Short Answer
A financial advisor is most valuable at financial inflection points: retirement, receiving an inheritance, a business sale, or navigating a major life transition. For standard accumulation (saving and investing through registered accounts), low-cost DIY or robo-advisor investing is usually sufficient. The question is not “do I need an advisor” but “does my current situation justify the cost?”
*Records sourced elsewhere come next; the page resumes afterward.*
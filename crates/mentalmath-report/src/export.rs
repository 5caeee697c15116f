//! Plain-text results file written when the player asks to save.

use std::path::{Path, PathBuf};

use anyhow::{Context, Result};
use chrono::{DateTime, Utc};

use mentalmath_core::statistics::SessionStats;

pub const RESULTS_TITLE: &str = "Mental Math Trainer Results";

/// `mental_math_results_<unix-timestamp>.txt`
pub fn results_filename(at: DateTime<Utc>) -> String {
    format!("mental_math_results_{}.txt", at.timestamp())
}

/// File contents: title, then asked, correct, score, and best streak.
pub fn render_results(stats: &SessionStats) -> String {
    format!(
        "{RESULTS_TITLE}\nAsked: {}\nCorrect: {}\nScore: {}\nBest streak: {}\n",
        stats.asked, stats.correct, stats.score, stats.max_streak
    )
}

/// Write the results file into `dir` and return its path.
pub fn save_results(dir: &Path, stats: &SessionStats, at: DateTime<Utc>) -> Result<PathBuf> {
    let path = dir.join(results_filename(at));
    std::fs::write(&path, render_results(stats))
        .with_context(|| format!("failed to write results to {}", path.display()))?;
    tracing::info!(path = %path.display(), "saved session results");
    Ok(path)
}
//! Points for a single answered question.
//!
//! A correct answer earns the tier's base points plus a time bonus for fast
//! answers and a small bonus for keeping a streak going. Wrong answers earn
//! nothing.

use serde::{Deserialize, Serialize};

/// Answers faster than this many seconds earn a time bonus.
pub const TIME_BONUS_CEILING_SECS: f64 = 5.0;

/// Upper bound on the streak bonus.
pub const MAX_STREAK_BONUS: u32 = 5;

/// Per-component score for one question.
#[derive(Debug, Clone, Copy, PartialEq, Eq, Default, Serialize, Deserialize)]
pub struct ScoreBreakdown {
    pub base: u32,
    pub time_bonus: u32,
    pub streak_bonus: u32,
    pub total: u32,
}

impl ScoreBreakdown {
    /// Score one question.
    ///
    /// `streak` is the streak count *including* this answer when it is
    /// correct.
    pub fn compute(base_points: u32, correct: bool, elapsed_secs: f64, streak: u32) -> Self {
        if !correct {
            return Self::default();
        }

        let time_bonus = time_bonus(elapsed_secs);
        let streak_bonus = streak_bonus(streak);
        Self {
            base: base_points,
            time_bonus,
            streak_bonus,
            total: base_points + time_bonus + streak_bonus,
        }
    }
}

/// Total points for one question. See [`ScoreBreakdown::compute`].
pub fn compute_score(base_points: u32, correct: bool, elapsed_secs: f64, streak: u32) -> u32 {
    ScoreBreakdown::compute(base_points, correct, elapsed_secs, streak).total
}

/// `floor(5 - elapsed)`, never below zero.
///
/// Negative or non-finite elapsed times are treated as zero seconds, which
/// caps the bonus at 5.
pub fn time_bonus(elapsed_secs: f64) -> u32 {
    if elapsed_secs >= TIME_BONUS_CEILING_SECS {
        return 0;
    }
    // NaN fails every comparison, so `max` picks 0.0 for it as well.
    let elapsed = elapsed_secs.max(0.0);
    (TIME_BONUS_CEILING_SECS - elapsed).floor() as u32
}

/// `min(5, floor(streak / 2))`.
pub fn streak_bonus(streak: u32) -> u32 {
    (streak / 2).min(MAX_STREAK_BONUS)
}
Trigger Events That Justify Professional Advice
| Life event | Why an advisor helps |
|---|---|
| Retirement within 5 years | Decumulation strategy, CPP/OAS timing, RRSP to RRIF conversion, income-splitting |
| Receiving an inheritance | Lump-sum deployment strategy, estate and executor obligations, tax on registered vs non-registered assets |
| Selling a business | Capital gains exemption planning, tax on sale proceeds, transition to personal investing |
| Divorce or separation | Division of assets, spousal RRSP unwinding, recalculating coverage needs |
| New child or major dependent care obligation | RESP setup, life insurance, disability coverage, will and beneficiary updates |
| Sudden income spike (RSUs, stock options, bonus) | Tax minimization, registered account prioritization, avoiding OAS clawback setup |
| Cross-border financial situation (US/Canada) | FBAR, treaty benefits, RRSP treatment in US, withholding tax implications |
Types of Financial Advisors in Canada
| Type | How they’re paid | Best for |
|---|---|---|
| Fee-only CFP | Flat project or hourly fee | Unbiased comprehensive plan; no products sold |
| Fee-based portfolio manager | % of AUM + some commissions | Ongoing active portfolio management |
| Commission-based advisor | Product sales commissions | Lower upfront cost, but potential conflicts |
| Robo-advisor | Low % of AUM (0.2–0.5%) | Hands-off automated investing at low cost |
| Bank financial advisor | Salary or commissions | Convenient; generally limited to bank’s own products |
Cost of Advice: What to Expect
| Service | Typical cost |
|---|---|
| One-time comprehensive financial plan (fee-only) | $2,000 – $5,000 |
| Hourly financial planning consultation | $150 – $400/hour |
| Ongoing AUM-based management | 0.5% – 1.5%/year |
| Robo-advisor managed portfolio | 0.2% – 0.5%/year |
| DIY with index ETFs (no advisor) | $0 advisory cost; only ETF MERs ~0.2% |
Cost illustration at $500,000 AUM:
| Option | Annual cost |
|---|---|
| DIY index ETFs (e.g., VBAL) | ~$1,000/year (0.2% MER) |
| Robo-advisor (Wealthsimple Managed) | ~$1,500–$2,500/year |
| Fee-based advisor at 1% | ~$5,000/year |
| Full-service advisor at 1.5% | ~$7,500/year |
When DIY Is Sufficient
A financial advisor may not be necessary if:
- Your financial situation is straightforward (T4 income, no business, no US ties)
- You are in the accumulation phase, investing through TFSA/RRSP/FHSA in low-cost index funds
- You have no complex estate, trust, or business structure
- You have time and interest in managing your own finances
- Your tax situation does not involve capital gains, rental income, or self-employment
How to Find a Fee-Only Financial Planner in Canada
| Resource | What it provides |
|---|---|
| Advice-Only Network (adviceonlynetwork.com) | Directory of fee-only, no-product-sales planners |
| CFP Canada (fpcanada.ca) | Verify CFP designation; find planners by province |
| FAIR Canada (faircanada.ca) | Investor advocacy; guidance on advisor relationships |
| CSA National Registration Search | Verify IIROC/MFDA registrations for investment advisors |
Bottom Line
Use a financial advisor for high-stakes, complex, or one-time decisions — not for routine index fund investing. If you hire one, seek a fee-only CFP with no product sales conflict. A single comprehensive plan at $2,000–$5,000 is often higher value than years of AUM fees. As your financial complexity grows (business, inheritance, cross-border, retirement), the return on professional advice increases substantially.